Rien de plus sûr, en vérité : car dans ce lieu suprême, il n’est point d’accès aux attaques ennemies, tandis que ce triste séjour de la terre y est constamment exposé. Ici, en effet, les tremblements de terre, les incendies, les irruptions des ennemis, nous arrachent tout vivants au monde, et souvent nous emportent dans sa ruine. Que si le sol qui nous porte reste intact, il y a toujours quelque maladie pour nous enlever bientôt, ou pour nous empêcher de jouir si nous y restons. Car quel plaisir peut-on goûter dans ce séjour des maladies, des calomnies, des jalousies, des complots incessants ?
Fussions-nous à l’abri de ces maux, souvent nous sommes peinés et désolés de n’avoir point d’enfants, de sorte qu’à défaut de ces chers héritiers à qui nous laisserions nos propriétés, nous souffrons cruellement de travailler pour d’autres.
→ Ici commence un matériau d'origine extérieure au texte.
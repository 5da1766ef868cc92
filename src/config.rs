use anyhow::{Context, Result};
use directories::ProjectDirs;
use serde::{Deserialize, Serialize};
use std::{fs, path::PathBuf};
use tracing::debug;

use crate::portfolio::transaction::Transaction;

#[derive(Debug, Deserialize, Serialize, Clone)]
pub struct YahooProviderConfig {
    pub base_url: String,
}

#[derive(Debug, Deserialize, Serialize, Clone)]
pub struct ProvidersConfig {
    pub yahoo: Option<YahooProviderConfig>,
}

impl Default for ProvidersConfig {
    fn default() -> Self {
        ProvidersConfig {
            yahoo: Some(YahooProviderConfig {
                base_url: "https://query1.finance.yahoo.com".to_string(),
            }),
        }
    }
}

#[derive(Debug, Deserialize, Serialize, Clone)]
pub struct RatesConfig {
    /// Seconds between scheduled rate refreshes.
    #[serde(default = "default_fetch_interval_secs")]
    pub fetch_interval_secs: u64,
    /// Minimum milliseconds between consecutive provider requests.
    #[serde(default = "default_request_delay_ms")]
    pub request_delay_ms: u64,
    /// Total attempts per pair before it is omitted.
    #[serde(default = "default_max_attempts")]
    pub max_attempts: usize,
    /// Backoff before the first retry; doubles per attempt.
    #[serde(default = "default_retry_delay_ms")]
    pub retry_delay_ms: u64,
}

fn default_fetch_interval_secs() -> u64 {
    300
}
fn default_request_delay_ms() -> u64 {
    200
}
fn default_max_attempts() -> usize {
    5
}
fn default_retry_delay_ms() -> u64 {
    500
}

impl Default for RatesConfig {
    fn default() -> Self {
        RatesConfig {
            fetch_interval_secs: default_fetch_interval_secs(),
            request_delay_ms: default_request_delay_ms(),
            max_attempts: default_max_attempts(),
            retry_delay_ms: default_retry_delay_ms(),
        }
    }
}

#[derive(Debug, Deserialize, Serialize, Clone)]
pub struct SummaryConfig {
    /// Seconds a computed summary stays fresh.
    #[serde(default = "default_max_age_secs")]
    pub max_age_secs: u64,
    /// Seconds between proactive background recomputations.
    #[serde(default = "default_refresh_interval_secs")]
    pub refresh_interval_secs: u64,
}

fn default_max_age_secs() -> u64 {
    600
}
fn default_refresh_interval_secs() -> u64 {
    300
}

impl Default for SummaryConfig {
    fn default() -> Self {
        SummaryConfig {
            max_age_secs: default_max_age_secs(),
            refresh_interval_secs: default_refresh_interval_secs(),
        }
    }
}

fn default_main_currency() -> String {
    "USD".to_string()
}

fn default_secondary_currency() -> String {
    "EUR".to_string()
}

fn default_currencies() -> Vec<String> {
    ["USD", "EUR", "GBP", "PLN"]
        .iter()
        .map(|s| s.to_string())
        .collect()
}

#[derive(Debug, Deserialize, Serialize, Clone)]
pub struct AppConfig {
    /// Reporting currency all portfolio figures are expressed in.
    #[serde(default = "default_main_currency")]
    pub main_currency: String,
    /// Second triangulation pivot for the rate resolver.
    #[serde(default = "default_secondary_currency")]
    pub secondary_currency: String,
    /// Display currencies to keep rates fresh for.
    #[serde(default = "default_currencies")]
    pub currencies: Vec<String>,
    #[serde(default)]
    pub providers: ProvidersConfig,
    #[serde(default)]
    pub rates: RatesConfig,
    #[serde(default)]
    pub summary: SummaryConfig,
    /// Override for the durable snapshot/summary directory.
    #[serde(default)]
    pub data_dir: Option<PathBuf>,
    /// The transaction log, supplied here for the CLI. Acts as the
    /// transaction-store collaborator.
    #[serde(default)]
    pub transactions: Vec<Transaction>,
}

impl AppConfig {
    pub fn load() -> Result<Self> {
        debug!("Loading default config");
        let config_path = Self::default_config_path()?;
        Self::load_from_path(&config_path)
    }

    pub fn default_config_path() -> Result<PathBuf> {
        let proj_dirs = ProjectDirs::from("in", "codito", "btcfolio")
            .context("Could not determine project directories")?;
        Ok(proj_dirs.config_dir().join("config.yaml"))
    }

    pub fn default_data_path() -> Result<PathBuf> {
        let proj_dirs = ProjectDirs::from("in", "codito", "btcfolio")
            .context("Could not determine project directories")?;
        Ok(proj_dirs.data_dir().to_path_buf())
    }

    pub fn load_from_path<P: AsRef<std::path::Path>>(path: P) -> Result<Self> {
        let config_str = fs::read_to_string(path.as_ref())
            .with_context(|| format!("Failed to read config file: {}", path.as_ref().display()))?;

        let config: Self = serde_yaml::from_str(&config_str)
            .with_context(|| format!("Failed to parse config file: {}", path.as_ref().display()))?;
        debug!("Successfully loaded config");
        Ok(config)
    }

    /// The directory durable documents live in: the configured override or
    /// the platform data dir.
    pub fn data_path(&self) -> Result<PathBuf> {
        match &self.data_dir {
            Some(dir) => Ok(dir.clone()),
            None => Self::default_data_path(),
        }
    }
}

#[cfg(test)]
mod tests {
    use super::*;
    use crate::portfolio::transaction::TransactionKind;

    #[test]
    fn test_config_deserialization() {
        let yaml_str = r#"
main_currency: "EUR"
currencies: ["EUR", "USD", "PLN"]
transactions:
  - id: "t1"
    type: buy
    btc_amount: 0.1
    price_per_unit: 50000.0
    currency: "EUR"
    fee: 10.0
    timestamp: "2024-01-01T00:00:00Z"
"#;

        let config: AppConfig = serde_yaml::from_str(yaml_str).expect("Failed to deserialize");
        assert_eq!(config.main_currency, "EUR");
        assert_eq!(config.secondary_currency, "EUR"); // default kicks in
        assert_eq!(config.currencies.len(), 3);
        assert_eq!(config.transactions.len(), 1);
        assert_eq!(config.transactions[0].kind, TransactionKind::Buy);
        assert_eq!(config.rates.fetch_interval_secs, 300);
        assert_eq!(config.rates.request_delay_ms, 200);
        assert_eq!(config.summary.max_age_secs, 600);
        assert_eq!(
            config.providers.yahoo.unwrap().base_url,
            "https://query1.finance.yahoo.com"
        );
    }

    #[test]
    fn test_config_overrides() {
        let yaml_str = r#"
providers:
  yahoo:
    base_url: "http://example.com/yahoo"
rates:
  fetch_interval_secs: 60
  max_attempts: 2
summary:
  max_age_secs: 120
data_dir: "/tmp/btcfolio-test"
"#;
        let config: AppConfig = serde_yaml::from_str(yaml_str).unwrap();
        assert_eq!(config.main_currency, "USD");
        assert_eq!(
            config.providers.yahoo.as_ref().unwrap().base_url,
            "http://example.com/yahoo"
        );
        assert_eq!(config.rates.fetch_interval_secs, 60);
        assert_eq!(config.rates.max_attempts, 2);
        assert_eq!(config.rates.retry_delay_ms, 500);
        assert_eq!(config.summary.max_age_secs, 120);
        assert_eq!(config.data_path().unwrap(), PathBuf::from("/tmp/btcfolio-test"));
        assert!(config.transactions.is_empty());
    }
}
Souvent même notre héritage échoit à nos ennemis, non seulement après notre décès, mais même de notre vivant. Est-il donc rien de plus malheureux que de travailler pour des ennemis, que d’amasser pour soi des péchés sans nombre afin de leur laisser, à eux, le bonheur d’une vie tranquille ? Nos cités offrent de nombreux exemples de ce genre, et je m’arrête de peur d’affliger ceux qui sont ainsi privés de postérité ; mais je pourrais en désigner plusieurs par leur nom ; je pourrais vous redire plus d’une triste histoire, et vous montrer – plusieurs maisons dont la porte s’est ouverte aux ennemis mêmes de ceux qui avaient sué pour les édifier et les embellir. Et ce ne sont pas seulement les maisons, mais les serviteurs, ruais souvent l’héritage tout entier qui est ainsi échu à des ennemis. Ainsi vont les choses humaines.
Dans les cieux, au contraire, vous n’avez à redouter rien de semblable ; ainsi vous n’avez pas à craindre qu’après le décès d’un juste, son ennemi ne se présente et ne lui ravisse son héritage. Là, en effet, plus de mort, plus d’inimitié possible, rien enfin que les tabernacles éternels des saints ; et parmi ces bienheureux, tout est bonheur, joie, allégresse. Car, dit le Prophète, « les cris d’allégresse retentissent dans les tentes des justes ». (Ps. 117,15) Leurs demeures sont éternelles et ne connaissent point de fin ; elles n’éprouvent ni le ravage des temps, ni les changements de propriétaires ; mais elles s’élèvent dans une jeunesse et une beauté perpétuelles. La raison le proclame en effet, là, rien de corruptible ni que la mort puisse attaquer ; tout est immortel et inaccessible aux coups du trépas.
Pour un tel édifice, versons à pleines mains notre argent. Il n’est besoin ni d’architectes ni d’ouvriers. Les mains des pauvres nous édifient ces palais, bien qu’ils soient boiteux, aveugles, mutilés : ils sont ici les constructeurs. N’en soyez pas surpris, puisque ce sont eux qui nous gagnent un trône même, et nous procurent l’entière confiance en Dieu.